I felt good this morning and then I saw you were on whatsapp till 1am and I couldn't concentrate at work all day wondering who you were talking to.

You changed your profile picture to one with you and your friends. You look really happy and it makes me feel miserable because I'm not really happy without you and it hurts that you seem so happy without me.

I sent you a text and you didn't reply (or just sent an emoji lol) and it's ruined my day/made me cry/made me think you never cared/made me question EVERTHING about me and you and us.

Before I accepted you hadn't replied, I got other people to send me texts just to check my 'phone is working!

If I received those texts would I want to be with this person or would I think.....woah, needy/paranoid/unstable/desperate/too intense?

 

7/08/2017 10:18 am  #16


Re: I'm Done.. Giving Up

Good points. But I do think we deserve to know why we're being blanked by people, like those I wrote about in my post.


Be a flamingo in a flock of pigeons.
 

7/08/2017 10:50 am  #17


Re: I'm Done.. Giving Up

I think you're talking about your post on the other thread flamingo.

I wouldn't just blank/ghost someone for no reason but as I've got older I realise that some people do. And that is about them, not me. It's not how I behave but a lot of people think of things differently than I do. And it's not necessarily a malicious/uncaring/rude thing. A lot of people see it as a natural part of online dating/social media world.

Because I wouldn't do it I see it as rude but I know lots of people who think the friendship has run its course, the person they wanted a date with on-line they no longer want a date with and that that is just life, it's not a big deal, it happens all the time, it's not personal and doesn't require an explanation.

If I received a text saying 'hey, if you don't want to be in contact anymore that's fine/I'll understand but just let me know' I'd find it odd. And I wouldn't know how to reply. Because HOW would I reply?. If I said 'no, I don't', would that REALLY be fine for you? Just saying no?. I'd think I should give a reason because it's just rude otherwise isn't it? Just saying no, I don't want to be your friend/date you Wouldn't you wonder why? What if you then asked me why? What would I say?

And I've done it myself in the past. Texted someone and said hey, it really doesn't matter but can you just let me know you're not interested if you're not. Obviously it DID matter or I wouldn't have asked, I'd not give it a second thought and just get on with my life if it really didn't matter.

And what response would I want? And how would it make me feel?

 

7/08/2017 11:12 am  #18


Re: I'm Done.. Giving Up

Thanks, but these people are established real life friends of many years standing, not people I met on social media and I've never done online dating. These people don't either, they're friends in settled relationships themselves and one is a woman.

That's why I'm puzzled.


Be a flamingo in a flock of pigeons.
 

7/08/2017 11:16 am  #19


Re: I'm Done.. Giving Up

So don't be puzzled. Just accept it's about them and not you and you won't know why. Don't give it energy.

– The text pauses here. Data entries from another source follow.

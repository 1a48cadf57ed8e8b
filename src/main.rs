use std::path::PathBuf;
use std::time::Duration;

use anyhow::Context;
use chrono::Utc;
use clap::{Args, Parser, Subcommand};
use rand::rngs::StdRng;
use rand::SeedableRng;
use sqlx::postgres::PgPoolOptions;
use sqlx::PgPool;
use tracing_subscriber::{layer::SubscriberExt, util::SubscriberInitExt};

use scout_telemetry::config::Config;
use scout_telemetry::filters::{self, apply_filters, filter_options, parse_choice, FilterSpec};
use scout_telemetry::generator::EventGenerator;
use scout_telemetry::roster::AthleteIndex;
use scout_telemetry::snapshot::{self, SnapshotUpdate, SnapshotView};
use scout_telemetry::{db, metrics, report, timestamp};

#[derive(Parser)]
#[command(name = "scout-telemetry")]
#[command(about = "Athlete jump/cut telemetry scouting tool", long_about = None)]
struct Cli {
    #[command(subcommand)]
    command: Commands,
}

#[derive(Args, Debug, Clone, Default)]
struct FilterArgs {
    /// Forward, Midfielder, Defender, Goalkeeper or All
    #[arg(long)]
    position: Option<String>,
    #[arg(long)]
    country: Option<String>,
    /// HIGH, LOW or All
    #[arg(long)]
    risk_level: Option<String>,
    /// CUTTING, LANDING, UNKNOWN or All
    #[arg(long)]
    movement_type: Option<String>,
    /// "Under 15", "15-17", "Over 17" or All
    #[arg(long)]
    age_group: Option<String>,
    #[arg(long, default_value_t = 0)]
    min_score: i32,
    /// Case-insensitive match on name, club, country, position and movement
    #[arg(long, default_value = "")]
    search: String,
}

impl FilterArgs {
    fn to_spec(&self) -> anyhow::Result<FilterSpec> {
        Ok(FilterSpec {
            position: parse_choice(self.position.as_deref())?,
            country: self
                .country
                .clone()
                .filter(|country| !country.is_empty() && country != filters::ALL),
            risk_level: parse_choice(self.risk_level.as_deref())?,
            movement_type: parse_choice(self.movement_type.as_deref())?,
            age_group: parse_choice(self.age_group.as_deref())?,
            min_score: self.min_score,
            search: self.search.clone(),
        })
    }
}

#[derive(Subcommand)]
enum Commands {
    /// Create or upgrade the database schema
    InitDb,
    /// Load the demonstration roster and generated events
    Seed {
        /// Seed for reproducible event generation
        #[arg(long)]
        seed: Option<u64>,
    },
    /// Print a generated event batch as JSON without storing it
    Generate {
        #[arg(long, default_value = "demo-user-001")]
        athlete_id: String,
        #[arg(long, default_value_t = 70)]
        baseline: i32,
        #[arg(long, default_value_t = 30)]
        count: usize,
        #[arg(long)]
        seed: Option<u64>,
    },
    /// Import events from a CSV file
    Import {
        #[arg(long)]
        csv: PathBuf,
    },
    /// Rank athletes, or list events with --events
    Leaderboard {
        #[command(flatten)]
        filters: FilterArgs,
        #[arg(long, default_value_t = 10)]
        limit: usize,
        /// List matching events newest first instead of ranking athletes
        #[arg(long)]
        events: bool,
    },
    /// Show one athlete's profile, live averages and history
    Athlete {
        #[arg(long)]
        id: String,
        /// Zero-based history page
        #[arg(long, default_value_t = 0)]
        page: usize,
    },
    /// Generate a markdown report
    Report {
        #[command(flatten)]
        filters: FilterArgs,
        #[arg(long, default_value = "report.md")]
        out: PathBuf,
    },
    /// Follow the store and reprint the leaderboard on every snapshot
    Watch {
        #[command(flatten)]
        filters: FilterArgs,
        #[arg(long, default_value_t = 10)]
        limit: usize,
        #[arg(long)]
        interval_secs: Option<u64>,
    },
}

fn rng_from(seed: Option<u64>) -> StdRng {
    match seed {
        Some(seed) => StdRng::seed_from_u64(seed),
        None => StdRng::from_os_rng(),
    }
}

async fn connect(config: &Config) -> anyhow::Result<PgPool> {
    PgPoolOptions::new()
        .max_connections(config.max_connections)
        .connect(config.require_database_url()?)
        .await
        .context("failed to connect to Postgres")
}

#[tokio::main]
async fn main() -> anyhow::Result<()> {
    dotenvy::dotenv().ok();

    tracing_subscriber::registry()
        .with(
            tracing_subscriber::EnvFilter::try_from_default_env()
                .unwrap_or_else(|_| "scout_telemetry=info".into()),
        )
        .with(tracing_subscriber::fmt::layer().with_writer(std::io::stderr))
        .init();

    let cli = Cli::parse();
    let config = Config::from_env()?;

    match cli.command {
        Commands::InitDb => {
            let pool = connect(&config).await?;
            db::init_db(&pool).await?;
            println!("Schema ready.");
        }
        Commands::Seed { seed } => {
            let pool = connect(&config).await?;
            let mut rng = rng_from(seed);
            let summary = db::seed(&pool, &mut rng, &EventGenerator::default(), Utc::now()).await?;
            println!(
                "Seeded {} athletes and {} events.",
                summary.athletes, summary.events
            );
        }
        Commands::Generate {
            athlete_id,
            baseline,
            count,
            seed,
        } => {
            let mut rng = rng_from(seed);
            let events =
                EventGenerator::default().generate(&mut rng, &athlete_id, baseline, count, Utc::now());
            println!("{}", serde_json::to_string_pretty(&events)?);
        }
        Commands::Import { csv } => {
            let pool = connect(&config).await?;
            let inserted = db::import_csv(&pool, &csv).await?;
            println!("Inserted {inserted} events from {}.", csv.display());
        }
        Commands::Leaderboard {
            filters,
            limit,
            events,
        } => {
            let spec = filters.to_spec()?;
            let pool = connect(&config).await?;
            let index = AthleteIndex::new(db::fetch_athletes(&pool).await?);
            let jumps = db::fetch_events(&pool, None, config.event_limit).await?;
            let now = Utc::now();

            if events {
                let scouted = apply_filters(&index.enrich_all(jumps), &spec);
                if scouted.is_empty() {
                    println!("No events match these filters.");
                    return Ok(());
                }
                for (position, event) in scouted.iter().take(limit).enumerate() {
                    println!("{}", report::event_line(position + 1, event));
                }
                return Ok(());
            }

            let entries = metrics::filtered_leaderboard(&index, &jumps, &spec);
            if entries.is_empty() {
                let options = filter_options(&index.enrich_all(jumps));
                println!("No athletes match these filters.");
                println!("Countries: {}", options.countries.join(", "));
                println!("Positions: {}", options.positions.join(", "));
                println!("Movement types: {}", options.movement_types.join(", "));
                println!("Risk levels: {}", options.risk_levels.join(", "));
                return Ok(());
            }

            println!("Top athletes by efficiency score:");
            for entry in entries.iter().take(limit) {
                println!("{}", report::leaderboard_line(entry, now));
            }
        }
        Commands::Athlete { id, page } => {
            let pool = connect(&config).await?;
            let athlete = db::fetch_athlete(&pool, &id).await?;
            if athlete.is_none() {
                tracing::warn!(athlete_id = %id, "no athlete record, showing events only");
            }
            let events = db::fetch_events(&pool, Some(&id), 100).await?;
            let detail =
                report::build_athlete_detail(&id, athlete.as_ref(), &events, page, Utc::now());
            print!("{detail}");
        }
        Commands::Report { filters, out } => {
            let spec = filters.to_spec()?;
            let pool = connect(&config).await?;
            let index = AthleteIndex::new(db::fetch_athletes(&pool).await?);
            let jumps = db::fetch_events(&pool, None, config.event_limit).await?;

            let entries = metrics::filtered_leaderboard(&index, &jumps, &spec);
            let scouted = apply_filters(&index.enrich_all(jumps), &spec);
            let scope = spec.is_active().then(|| describe(&spec));
            let report = report::build_report(scope.as_deref(), Utc::now(), &entries, &scouted);

            std::fs::write(&out, report)
                .with_context(|| format!("failed to write {}", out.display()))?;
            println!("Report written to {}.", out.display());
        }
        Commands::Watch {
            filters,
            limit,
            interval_secs,
        } => {
            let spec = filters.to_spec()?;
            let pool = connect(&config).await?;
            let every = interval_secs
                .map(Duration::from_secs)
                .unwrap_or(config.poll_interval);
            watch(pool, spec, limit, every, config.event_limit).await?;
        }
    }

    Ok(())
}

fn describe(spec: &FilterSpec) -> String {
    let mut parts = Vec::new();
    if let Some(position) = spec.position {
        parts.push(position.to_string());
    }
    if let Some(country) = &spec.country {
        parts.push(country.clone());
    }
    if let Some(risk) = spec.risk_level {
        parts.push(format!("{risk} risk"));
    }
    if let Some(movement) = spec.movement_type {
        parts.push(movement.to_string());
    }
    if let Some(group) = spec.age_group {
        parts.push(group.to_string());
    }
    if spec.min_score > 0 {
        parts.push(format!("score >= {}", spec.min_score));
    }
    if !spec.search.is_empty() {
        parts.push(format!("matching \"{}\"", spec.search));
    }
    parts.join(", ")
}

async fn watch(
    pool: PgPool,
    spec: FilterSpec,
    limit: usize,
    every: Duration,
    event_limit: i64,
) -> anyhow::Result<()> {
    let mut athlete_rx = snapshot::subscribe(db::AthleteSource { pool: pool.clone() }, every);
    let mut event_rx = snapshot::subscribe(
        db::EventSource {
            pool,
            athlete_id: None,
            limit: event_limit,
        },
        every,
    );

    let mut athletes = SnapshotView::default();
    let mut events = SnapshotView::default();
    tracing::info!(interval = ?every, "watching for snapshots");

    loop {
        tokio::select! {
            _ = tokio::signal::ctrl_c() => {
                tracing::info!("stopping watch");
                break;
            }
            update = athlete_rx.recv() => match update {
                Some(update) => athletes.apply(update),
                None => break,
            },
            update = event_rx.recv() => match update {
                Some(update) => {
                    let failed = matches!(update, SnapshotUpdate::Failed(_));
                    events.apply(update);
                    if failed {
                        continue;
                    }
                }
                None => break,
            },
        }

        if !events.is_ready() {
            continue;
        }

        let index = AthleteIndex::new(athletes.records().iter().cloned());
        let entries = metrics::filtered_leaderboard(&index, events.records(), &spec);
        let now = Utc::now();
        println!(
            "--- {} ({} athletes, {} events) ---",
            timestamp::format_timestamp(&now),
            index.len(),
            events.records().len()
        );
        if let Some(error) = athletes.last_error().or(events.last_error()) {
            println!("(showing last good data: {error})");
        }
        for entry in entries.iter().take(limit) {
            println!("{}", report::leaderboard_line(entry, now));
        }
    }

    Ok(())
}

Don't take that energy into the next friendship.

It hurts a bit I know.

 

7/08/2017 3:59 pm  #20


Re: I'm Done.. Giving Up

Denimchicken wrote:

Β 
Because I wouldn't do it I see it as rude but I know lots of people who think the friendship has run its course, the person they wanted a date with on-line they no longer want a date with and that that is just life, it's not a big deal, it happens all the time, it's not personal and doesn't require an explanation.

This then goes against the whole "get your ex back" school of thought. Or not necessarily get an ex back, get a friend back or get a crush back. So if they reject you, then you just move on? A lot of people won't do that as all these forums prove!


Be a flamingo in a flock of pigeons.